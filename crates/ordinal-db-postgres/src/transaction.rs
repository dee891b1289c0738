//! Rank-locked PostgreSQL transactions.
//!
//! Every mutation that reads or rewrites ranks runs inside a
//! [`RankTransaction`]: begin, acquire the [`RankLock`] the operation needs,
//! do the work, commit. The underlying sqlx transaction rolls back on drop, so
//! a future that is cancelled mid-way (deadline, client disconnect) leaves no
//! partial shift behind.

use ordinal_storage::{RankLock, RankRange, StorageError};
use sqlx_core::query::query;
use sqlx_core::query_scalar::query_scalar;
use sqlx_postgres::{PgPool, PgTransaction};
use tracing::{debug, warn};

use crate::error::storage_error;

/// A PostgreSQL transaction holding a rank lock until commit or rollback.
pub struct RankTransaction {
    /// `None` once committed or rolled back.
    tx: Option<PgTransaction<'static>>,
    /// Most recently acquired lock; earlier ones stay held too.
    lock: Option<RankLock>,
}

impl RankTransaction {
    /// Begins a transaction and acquires `lock` before returning.
    ///
    /// For [`RankLock::Row`] a missing row yields `StorageError::NotFound`.
    pub async fn begin(pool: &PgPool, lock: RankLock) -> Result<Self, StorageError> {
        let mut this = Self::start(pool).await?;
        if let Err(err) = this.acquire(lock).await {
            this.abandon().await;
            return Err(err);
        }
        Ok(this)
    }

    /// Begins a transaction without taking any lock yet.
    ///
    /// Used when the lock range depends on a value read first.
    pub async fn start(pool: &PgPool) -> Result<Self, StorageError> {
        let tx = pool.begin().await.map_err(|e| {
            StorageError::transaction_error(format!("Failed to begin transaction: {e}"))
        })?;
        Ok(Self {
            tx: Some(tx),
            lock: None,
        })
    }

    /// Mutable access to the open transaction.
    pub fn conn(&mut self) -> Result<&mut PgTransaction<'static>, StorageError> {
        self.tx.as_mut().ok_or_else(|| {
            StorageError::transaction_error("Transaction already completed (committed or rolled back)")
        })
    }

    /// Acquires an additional lock inside this transaction.
    ///
    /// Locks are only released at commit or rollback, so widening is allowed
    /// and narrowing is a no-op.
    pub async fn acquire(&mut self, lock: RankLock) -> Result<(), StorageError> {
        let tx = self.conn()?;
        match lock {
            RankLock::All => {
                // SHARE ROW EXCLUSIVE conflicts with itself and with row writers,
                // and holds even when the table is empty.
                query("LOCK TABLE items IN SHARE ROW EXCLUSIVE MODE")
                    .execute(&mut **tx)
                    .await
                    .map_err(|e| storage_error("lock items table", e))?;
            }
            RankLock::Range(range) => {
                lock_range(tx, range).await?;
            }
            RankLock::Row(key) => {
                let found: Option<i64> =
                    query_scalar("SELECT id FROM items WHERE id = $1 AND scope = $2 FOR UPDATE")
                        .bind(key.id)
                        .bind(key.scope)
                        .fetch_optional(&mut **tx)
                        .await
                        .map_err(|e| storage_error("lock item row", e))?;
                if found.is_none() {
                    return Err(StorageError::not_found(key));
                }
            }
        }
        debug!(?lock, "rank lock acquired");
        self.lock = Some(lock);
        Ok(())
    }

    /// Commits the transaction, releasing the lock.
    ///
    /// A deferred rank collision surfaces here as `StorageError::TransactionError`.
    pub async fn commit(mut self) -> Result<(), StorageError> {
        if let Some(tx) = self.tx.take() {
            tx.commit()
                .await
                .map_err(|e| storage_error("commit rank transaction", e))?;
            debug!(lock = ?self.lock, "rank transaction committed");
        }
        Ok(())
    }

    /// Rolls the transaction back explicitly.
    pub async fn rollback(mut self) -> Result<(), StorageError> {
        if let Some(tx) = self.tx.take() {
            tx.rollback().await.map_err(|e| {
                StorageError::transaction_error(format!("Failed to rollback transaction: {e}"))
            })?;
            debug!(lock = ?self.lock, "rank transaction rolled back");
        }
        Ok(())
    }

    /// Rolls back on an expected early exit (not found, out of range).
    /// A rollback failure is logged; the connection is discarded by the pool.
    pub async fn abandon(self) {
        if let Err(error) = self.rollback().await {
            warn!(%error, "rank transaction rollback failed");
        }
    }
}

impl Drop for RankTransaction {
    fn drop(&mut self) {
        if self.tx.is_some() {
            // The inner sqlx transaction issues ROLLBACK on drop.
            warn!(lock = ?self.lock, "RankTransaction dropped without commit, rolling back");
        }
    }
}

/// Locks every row whose rank lies in `range`, in ascending rank order.
async fn lock_range(tx: &mut PgTransaction<'static>, range: RankRange) -> Result<(), StorageError> {
    let locked: Vec<i64> = query_scalar(
        "SELECT id FROM items WHERE priority BETWEEN $1 AND $2 ORDER BY priority FOR UPDATE",
    )
    .bind(range.lo)
    .bind(range.hi)
    .fetch_all(&mut **tx)
    .await
    .map_err(|e| storage_error("lock rank range", e))?;

    debug!(lo = range.lo, hi = range.hi, rows = locked.len(), "rank range locked");
    Ok(())
}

————

What is expected: Take every line above that includes the string "impl" and return it.

Solution for this task:
impl RankTransaction {
impl Drop for RankTransaction {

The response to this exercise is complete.